To identify the most potent kinases, we developed a prioritization schema outlined in Fig. 1A. We ranked the kinases by percentage of relative growth and selected for further study those showing inhibition at less than 0.5 SDs below the mean for the entire set of kinases for each cell line (Dataset S1). This resulted in ∼150 kinases per line. Second, we only focused on kinases whose basal expression level was above background on an Illumina gene expression array (P < 0.05), resulting in 100 kinases per line. To identify kinases with potentially broad activity, we limited our set to those that showed potent inhibition in at least three of the four cell lines in the screen, resulting in 30 final kinases (Fig. 1 B and C). These 30 kinases were significantly enriched for proteins involved in cell cycle regulation.
Rediscovery of Kinases Implicated in Neuroblastoma Validated the Screen.
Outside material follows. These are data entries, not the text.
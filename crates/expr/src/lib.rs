//! Expression language used by xtemplate directives.
//!
//! Expressions are parsed once into an [`Expression`] tree and evaluated against a
//! [`Resolver`], which supplies variable values, namespace prefixes and function
//! libraries. [`substitute`] performs inline `${...}` replacement inside literal
//! text and attribute values.

pub mod ast;
pub mod engine;
pub mod error;
pub mod functions;
pub mod parser;
pub mod substitute;
pub mod value;

pub use ast::{BinaryOperator, Expression, UnaryOperator};
pub use engine::{Resolver, evaluate};
pub use error::ExprError;
pub use functions::{FunctionLibrary, JSTL_FUNCTIONS_NAMESPACE, StringFunctions};
pub use parser::{is_valid_identifier, parse_expression};
pub use substitute::substitute;
pub use value::Value;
Only recently have individual kinases emerged as putative oncogenes in neuroblastoma. Most notably, the ALK tyrosine kinase shows heritable germline mutations and is aberrant in ∼10% of sporadic cases (3, 4). The KELLY neuroblastoma cell line is the only one in our screen that harbors an ALK mutation, and it was therefore reassuring that it emerged as inhibited using our filter thresholds (Fig. 1B). The screen also identified inhibition of PLK1, the positive control in our screen, and CDK2, CDK4, and AURKA, each previously implicated in neuroblastoma pathogenesis (5–7), as meeting our thresholds for further investigation.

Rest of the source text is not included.